Przypomnijmy, że w ubiegłą niedzielę dziennikarz Polsatu Bogdan Rymanowski zapowiedział złożenie pozwu przeciwko Tomaszowi Lisowi. Chodziło o tweet redaktora naczelnego „Newsweek Polska” oraz o okładkę tygodnika.
Materiał ukazywał wizerunki Jana Pospieszalskiego, Bogdana Rymanowskiego, Piotra Schramma i Edyty Górniak. Na okładce widniał m.in. napis „siewcy głupoty”.
Na publikację szybko zareagował Rymanowski. „Słowa są obrazą i mogą spowodować utratę zaufania niezbędnego w pracy dziennikarskiej, dlatego zamierzam podjąć w tej sprawie odpowiednie kroki prawne” – zapewnił.
Teraz wejście na drogę sądową zapowiada także adwokat Piotr Schramm. Poinformował o tym w mediach społecznościowych. „Dokonałem (z zespołem doradców) analizy zachowania Tomasza Lisa (wpis na TT dot. okładki Newsweek). W ich wyniku zdecydowałem się złożyć akt oskarżenia do sądu karnego w sprawie o zniesławienie, czyli o przestępstwo z art. 212 kodeksu karnego” – zapowiada prawnik.

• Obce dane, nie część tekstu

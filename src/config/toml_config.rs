use crate::core::compositor::{
    parse_color, QrOptions, DEFAULT_DARK, DEFAULT_LIGHT, DEFAULT_MARGIN, DEFAULT_MAX_SIZE,
    DEFAULT_SIZE,
};
use crate::core::ConfigProvider;
use crate::utils::error::{AdminError, Result};
use crate::utils::logger::LogFormat;
use crate::utils::validation::{
    validate_path, validate_positive_number, validate_range, validate_url, Validate,
};
use serde::{Deserialize, Serialize};
use std::path::Path;
use std::time::Duration;

#[derive(Debug, Clone, Default, Serialize, Deserialize)]
#[serde(default)]
pub struct AppConfig {
    pub api: ApiConfig,
    pub qr: QrConfig,
    pub output: OutputConfig,
    pub logging: LoggingConfig,
}

#[derive(Debug, Clone, Serialize, Deserialize)]
#[serde(default)]
pub struct ApiConfig {
    pub base_url: String,
    pub timeout_seconds: u64,
    pub email: Option<String>,
    pub password: Option<String>,
}

impl Default for ApiConfig {
    fn default() -> Self {
        Self {
            base_url: "http://localhost:8080".to_string(),
            timeout_seconds: 10,
            email: None,
            password: None,
        }
    }
}

#[derive(Debug, Clone, Serialize, Deserialize)]
#[serde(default)]
pub struct QrConfig {
    pub size: u32,
    pub margin: u32,
    pub dark: String,
    pub light: String,
    pub max_size: u32,
    pub verification_base_url: String,
}

impl Default for QrConfig {
    fn default() -> Self {
        Self {
            size: DEFAULT_SIZE,
            margin: DEFAULT_MARGIN,
            dark: DEFAULT_DARK.to_string(),
            light: DEFAULT_LIGHT.to_string(),
            max_size: DEFAULT_MAX_SIZE,
            verification_base_url: "http://localhost:3000/verify/".to_string(),
        }
    }
}

#[derive(Debug, Clone, Serialize, Deserialize)]
#[serde(default)]
pub struct OutputConfig {
    pub directory: String,
}

impl Default for OutputConfig {
    fn default() -> Self {
        Self {
            directory: "./qr-codes".to_string(),
        }
    }
}

#[derive(Debug, Clone, Default, Serialize, Deserialize)]
#[serde(default)]
pub struct LoggingConfig {
    pub format: Option<String>,
    pub level: Option<String>,
}

impl AppConfig {
    /// 從 TOML 檔案載入配置
    pub fn from_file<P: AsRef<Path>>(path: P) -> Result<Self> {
        let content = std::fs::read_to_string(&path)?;
        Self::from_toml_str(&content)
    }

    /// 檔案不存在時使用預設值
    pub fn load_or_default<P: AsRef<Path>>(path: P) -> Result<Self> {
        if path.as_ref().exists() {
            Self::from_file(path)
        } else {
            Ok(Self::default())
        }
    }

    /// 從 TOML 字串解析配置
    pub fn from_toml_str(content: &str) -> Result<Self> {
        let processed_content = Self::substitute_env_vars(content)?;

        toml::from_str(&processed_content).map_err(|e| AdminError::ConfigValidationError {
            field: "toml_parsing".to_string(),
            message: format!("TOML parsing error: {}", e),
        })
    }

    /// 替換環境變數 (例如 ${SHOP_QR_PASSWORD})
    fn substitute_env_vars(content: &str) -> Result<String> {
        use regex::Regex;
        let re = Regex::new(r"\$\{([^}]+)\}").map_err(|e| AdminError::ConfigValidationError {
            field: "environment".to_string(),
            message: e.to_string(),
        })?;

        let result = re.replace_all(content, |caps: &regex::Captures| {
            let var_name = &caps[1];
            std::env::var(var_name).unwrap_or_else(|_| format!("${{{}}}", var_name))
        });

        Ok(result.to_string())
    }

    pub fn validate_config(&self) -> Result<()> {
        validate_url("api.base_url", &self.api.base_url)?;
        if self.api.timeout_seconds == 0 {
            return Err(AdminError::InvalidValueError {
                field: "api.timeout_seconds".to_string(),
                value: "0".to_string(),
                reason: "Value must be at least 1".to_string(),
            });
        }

        validate_url("qr.verification_base_url", &self.qr.verification_base_url)?;
        validate_positive_number("qr.max_size", self.qr.max_size, 1)?;
        validate_range("qr.size", self.qr.size, 1, self.qr.max_size)?;
        validate_range("qr.margin", self.qr.margin, DEFAULT_MARGIN, 16)?;
        parse_color("qr.dark", &self.qr.dark)?;
        parse_color("qr.light", &self.qr.light)?;

        validate_path("output.directory", &self.output.directory)?;

        if let Some(format) = &self.logging.format {
            if LogFormat::parse(format).is_none() {
                return Err(AdminError::InvalidValueError {
                    field: "logging.format".to_string(),
                    value: format.clone(),
                    reason: "Unsupported format. Valid formats: compact, json".to_string(),
                });
            }
        }

        Ok(())
    }

    pub fn timeout(&self) -> Duration {
        Duration::from_secs(self.api.timeout_seconds)
    }

    pub fn log_format(&self) -> LogFormat {
        self.logging
            .format
            .as_deref()
            .and_then(LogFormat::parse)
            .unwrap_or_default()
    }

    /// 帳號密碼都有設定且沒有殘留未替換的 `${VAR}`
    pub fn credentials(&self) -> Option<(&str, &str)> {
        let email = self.api.email.as_deref()?;
        let password = self.api.password.as_deref()?;
        let unresolved = |v: &str| v.is_empty() || v.contains("${");
        if unresolved(email) || unresolved(password) {
            return None;
        }
        Some((email, password))
    }
}

impl ConfigProvider for AppConfig {
    fn api_base_url(&self) -> &str {
        &self.api.base_url
    }

    fn verification_base_url(&self) -> &str {
        &self.qr.verification_base_url
    }

    fn output_directory(&self) -> &str {
        &self.output.directory
    }

    fn qr_options(&self) -> QrOptions {
        let defaults = QrOptions::default();
        QrOptions {
            size: self.qr.size,
            margin: self.qr.margin,
            dark: parse_color("qr.dark", &self.qr.dark).unwrap_or(defaults.dark),
            light: parse_color("qr.light", &self.qr.light).unwrap_or(defaults.light),
            max_size: self.qr.max_size,
        }
    }
}

impl Validate for AppConfig {
    fn validate(&self) -> Result<()> {
        self.validate_config()
    }
}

Tymczasem Tomasz Lis, jeszcze przed komunikatem prawnika, komentował zapowiedź wkroczenia na drogę sądową złożoną przez Bogdana Rymanowskiego. „Obywatele mają prawo zgłaszać roszczenia i kierować do sądu pozwy. Sądy rozstrzygają. Czekam na pozwy, a potem na ewentualną sprawę sądową” – powiedział w rozmowie z portalem wirtualnemedia.pl.